It’s Christmas on the ward, and while Figgis is as curmudgeonly and cynical as ever, Archie is looking forward to a late-night visit from the nurses, and Norman is looking forward to a nice long game of Escape From Colditz. There’s only one barrier to this – they’ve been joined for Christmas by a visitor from another ward, a small boy whom the hardly exactly full of festive cheer Nurse Gupte (“Working Christmas… is it against his religion?”“No, he’s just bloody miserable”) informs them is being kept under close observation due to his tendency to start fires. This makes them somewhat regret their decision to give him a lighter to play with. Adding to the paucity of Christmas Spirit, strict ward consultant Mr. Thorpe is lurking around dressed as Santa (“You look the picture of kindness and benevolence… no-one would know you!”), intending to deliver presents to the children and something slightly less gift-wrappable to the nurses…

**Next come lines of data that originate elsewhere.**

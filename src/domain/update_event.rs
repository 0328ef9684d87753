//! Domain events reflecting changes to the update collection.
//!
//! Every write publishes an [`UpdateEvent`] through the [`super::EventBus`].
//! Live feed sessions apply them to their local collection and recompute.

use chrono::{DateTime, Utc};
use serde::Serialize;

use super::update::EpochMillis;
use super::{Update, UpdateId};

/// Domain event emitted after every write to the store.
#[derive(Debug, Clone, Serialize)]
#[serde(tag = "event_type", rename_all = "snake_case")]
pub enum UpdateEvent {
    /// A new update was posted.
    UpdateCreated {
        /// The stored entity, id included.
        update: Update,
        /// Emission time.
        timestamp: DateTime<Utc>,
    },

    /// An update was deleted by id.
    UpdateRemoved {
        /// Removed update.
        update_id: UpdateId,
        /// Emission time.
        timestamp: DateTime<Utc>,
    },

    /// The sweep removed every update with `expires_at <= cutoff`.
    ExpiredSwept {
        /// Sweep evaluation time.
        cutoff: EpochMillis,
        /// Number of rows removed.
        removed: u64,
        /// Emission time.
        timestamp: DateTime<Utc>,
    },
}

impl UpdateEvent {
    /// Returns the event type as a static string slice.
    #[must_use]
    pub const fn event_type_str(&self) -> &'static str {
        match self {
            Self::UpdateCreated { .. } => "update_created",
            Self::UpdateRemoved { .. } => "update_removed",
            Self::ExpiredSwept { .. } => "expired_swept",
        }
    }

    /// Applies this event to an in-memory collection of updates.
    pub fn apply_to(&self, collection: &mut Vec<Update>) {
        match self {
            Self::UpdateCreated { update, .. } => {
                if !collection.iter().any(|u| u.id == update.id) {
                    collection.push(update.clone());
                }
            }
            Self::UpdateRemoved { update_id, .. } => {
                collection.retain(|u| u.id != *update_id);
            }
            Self::ExpiredSwept { cutoff, .. } => {
                collection.retain(|u| u.expires_at > *cutoff);
            }
        }
    }
}

#[cfg(test)]
#[allow(clippy::panic)]
mod tests {
    use super::*;
    use crate::domain::{Category, Coordinates};

    fn update(expires_at: EpochMillis) -> Update {
        Update {
            id: UpdateId::new(),
            category: Category::Crowd,
            description: "queue".to_string(),
            location: Coordinates::new(0.0, 0.0),
            timestamp: 0,
            expires_at,
            likes: 0,
            author_id: None,
        }
    }

    #[test]
    fn created_serializes_with_tag() {
        let event = UpdateEvent::UpdateCreated {
            update: update(10),
            timestamp: Utc::now(),
        };
        let json = serde_json::to_string(&event).unwrap_or_default();
        assert!(json.contains("\"event_type\":\"update_created\""));
        assert!(json.contains("\"expiresAt\":10"));
        assert_eq!(event.event_type_str(), "update_created");
    }

    #[test]
    fn created_is_applied_once() {
        let u = update(10);
        let event = UpdateEvent::UpdateCreated {
            update: u.clone(),
            timestamp: Utc::now(),
        };
        let mut collection = Vec::new();
        event.apply_to(&mut collection);
        event.apply_to(&mut collection);
        assert_eq!(collection, vec![u]);
    }

    #[test]
    fn removed_drops_matching_id() {
        let keep = update(10);
        let gone = update(10);
        let mut collection = vec![keep.clone(), gone.clone()];
        UpdateEvent::UpdateRemoved {
            update_id: gone.id,
            timestamp: Utc::now(),
        }
        .apply_to(&mut collection);
        assert_eq!(collection, vec![keep]);
    }

    #[test]
    fn swept_drops_expired_at_cutoff() {
        let expired = update(100);
        let alive = update(101);
        let mut collection = vec![expired, alive.clone()];
        UpdateEvent::ExpiredSwept {
            cutoff: 100,
            removed: 1,
            timestamp: Utc::now(),
        }
        .apply_to(&mut collection);
        assert_eq!(collection, vec![alive]);
    }
}
//! PostgreSQL implementation of the update store.

use std::time::Duration;

use async_trait::async_trait;
use sqlx::PgPool;
use sqlx::postgres::PgPoolOptions;

use super::UpdateStore;
use super::models::{UpdateRow, UpdateTuple};
use crate::config::PulseConfig;
use crate::domain::{EpochMillis, NewUpdate, Update, UpdateId};
use crate::error::PulseError;

const SELECT_COLUMNS: &str = "id, category, description, lat, lng, timestamp_ms, \
     expires_at_ms, likes, author_id";

const CREATE_TABLE: &str = "CREATE TABLE IF NOT EXISTS updates (\
     id UUID PRIMARY KEY DEFAULT gen_random_uuid(), \
     category TEXT NOT NULL, \
     description TEXT NOT NULL, \
     lat DOUBLE PRECISION NOT NULL, \
     lng DOUBLE PRECISION NOT NULL, \
     timestamp_ms BIGINT NOT NULL, \
     expires_at_ms BIGINT NOT NULL, \
     likes BIGINT NOT NULL DEFAULT 0 CHECK (likes >= 0), \
     author_id TEXT, \
     created_at TIMESTAMPTZ NOT NULL DEFAULT now(), \
     CHECK (expires_at_ms > timestamp_ms))";

const CREATE_EXPIRY_INDEX: &str =
    "CREATE INDEX IF NOT EXISTS updates_expires_at_idx ON updates (expires_at_ms, timestamp_ms DESC)";

/// PostgreSQL-backed update store using `sqlx::PgPool`.
#[derive(Debug, Clone)]
pub struct PostgresUpdateStore {
    pool: PgPool,
}

impl PostgresUpdateStore {
    /// Creates a store over an existing connection pool.
    #[must_use]
    pub fn new(pool: PgPool) -> Self {
        Self { pool }
    }

    /// Opens a connection pool from the configured database settings.
    ///
    /// # Errors
    ///
    /// Returns [`PulseError::PersistenceError`] if the database cannot be
    /// reached.
    pub async fn connect(config: &PulseConfig) -> Result<Self, PulseError> {
        let pool = PgPoolOptions::new()
            .max_connections(config.database_max_connections)
            .min_connections(config.database_min_connections)
            .acquire_timeout(Duration::from_secs(config.database_connect_timeout_secs))
            .connect(&config.database_url)
            .await?;
        Ok(Self::new(pool))
    }

    /// Creates the `updates` table and its expiry index if missing.
    ///
    /// # Errors
    ///
    /// Returns [`PulseError::PersistenceError`] on database failure.
    pub async fn ensure_schema(&self) -> Result<(), PulseError> {
        sqlx::query(CREATE_TABLE).execute(&self.pool).await?;
        sqlx::query(CREATE_EXPIRY_INDEX).execute(&self.pool).await?;
        Ok(())
    }
}

#[async_trait]
impl UpdateStore for PostgresUpdateStore {
    async fn insert(&self, new: NewUpdate) -> Result<Update, PulseError> {
        let id = sqlx::query_scalar::<_, uuid::Uuid>(
            "INSERT INTO updates (category, description, lat, lng, timestamp_ms, expires_at_ms, author_id) \
             VALUES ($1, $2, $3, $4, $5, $6, $7) RETURNING id",
        )
        .bind(new.category.as_str())
        .bind(&new.description)
        .bind(new.location.lat)
        .bind(new.location.lng)
        .bind(new.timestamp)
        .bind(new.expires_at)
        .bind(new.author_id.as_deref())
        .fetch_one(&self.pool)
        .await?;

        Ok(new.into_update(UpdateId::from_uuid(id)))
    }

    async fn fetch_active(&self, now: EpochMillis) -> Result<Vec<Update>, PulseError> {
        let rows = sqlx::query_as::<_, UpdateTuple>(&format!(
            "SELECT {SELECT_COLUMNS} FROM updates WHERE expires_at_ms > $1 \
             ORDER BY expires_at_ms ASC, timestamp_ms DESC"
        ))
        .bind(now)
        .fetch_all(&self.pool)
        .await?;

        rows.into_iter()
            .map(|t| Update::try_from(UpdateRow::from(t)))
            .collect()
    }

    async fn get(&self, id: UpdateId) -> Result<Option<Update>, PulseError> {
        let row = sqlx::query_as::<_, UpdateTuple>(&format!(
            "SELECT {SELECT_COLUMNS} FROM updates WHERE id = $1"
        ))
        .bind(*id.as_uuid())
        .fetch_optional(&self.pool)
        .await?;

        row.map(|t| Update::try_from(UpdateRow::from(t))).transpose()
    }

    async fn delete(&self, id: UpdateId) -> Result<bool, PulseError> {
        let result = sqlx::query("DELETE FROM updates WHERE id = $1")
            .bind(*id.as_uuid())
            .execute(&self.pool)
            .await?;
        Ok(result.rows_affected() > 0)
    }

    async fn delete_expired(&self, now: EpochMillis) -> Result<u64, PulseError> {
        let result = sqlx::query("DELETE FROM updates WHERE expires_at_ms <= $1")
            .bind(now)
            .execute(&self.pool)
            .await?;
        Ok(result.rows_affected())
    }
}
//! Shared application state injected into all Axum handlers.

use std::sync::Arc;

use crate::clients::Geocoder;
use crate::domain::{EventBus, ViewState};
use crate::service::{SummaryService, UpdateService};

/// Shared application state available to all handlers via Axum's
/// `State` extractor.
#[derive(Debug, Clone)]
pub struct AppState {
    /// Update service for all feed business logic.
    pub update_service: Arc<UpdateService>,
    /// AI pulse-check service.
    pub summary_service: Arc<SummaryService>,
    /// Place search boundary.
    pub geocoder: Arc<dyn Geocoder>,
    /// Event bus for WebSocket feed sessions.
    pub event_bus: EventBus,
    /// View every new session starts from.
    pub view_defaults: ViewState,
}
//! Geocoding and AI summary DTOs.

use serde::{Deserialize, Serialize};
use utoipa::{IntoParams, ToSchema};

use crate::domain::Coordinates;

/// Query parameters for `GET /geocode`.
#[derive(Debug, Deserialize, IntoParams)]
#[into_params(parameter_in = Query)]
pub struct GeocodeParams {
    /// Free-text place search.
    pub q: String,
}

/// Response body for `GET /geocode`.
#[derive(Debug, Serialize, ToSchema)]
pub struct GeocodeResponse {
    /// Query as received.
    pub query: String,
    /// Best match.
    pub location: Coordinates,
}

/// Request body for `POST /summary`.
#[derive(Debug, Default, Deserialize, ToSchema)]
#[serde(rename_all = "camelCase")]
pub struct SummaryRequest {
    /// Feed center; falls back to the user location, then the default center.
    #[serde(default)]
    pub center: Option<Coordinates>,
    /// Device location, mentioned in the prompt when known.
    #[serde(default)]
    pub user_location: Option<Coordinates>,
    /// Radius override in km.
    #[serde(default)]
    pub radius_km: Option<f64>,
}

/// Response body for `POST /summary`.
#[derive(Debug, Serialize, ToSchema)]
#[serde(rename_all = "camelCase")]
pub struct SummaryResponse {
    /// Model output or a fixed fallback sentence.
    pub summary: String,
    /// Number of updates the summary was built from.
    pub update_count: usize,
}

There’s very little that needs to be said about Only When I Laugh other than that it still stands up hilariously well, and indeed stands well above pretty much anything else in this set. James Bolam, Peter Bowles and Christopher Strauli are inspired and distinguished choices as the three leads, as is the then little-known Richard Wilson as Thorpe, and the script is of as high a standard as you would expect from Eric Chappell. The contrast between the gloomy setting and production touches and the genuinely warm and witty interplay between the characters is sharp and effective, albeit amusingly underscored on this occasion by ending with footage of the out-of-character cast congratulating each other on a good take. What’s more, there’s not a single shred of ‘problematic’ humour in the entire episode. Would it be too much to hope that more of the same might follow…?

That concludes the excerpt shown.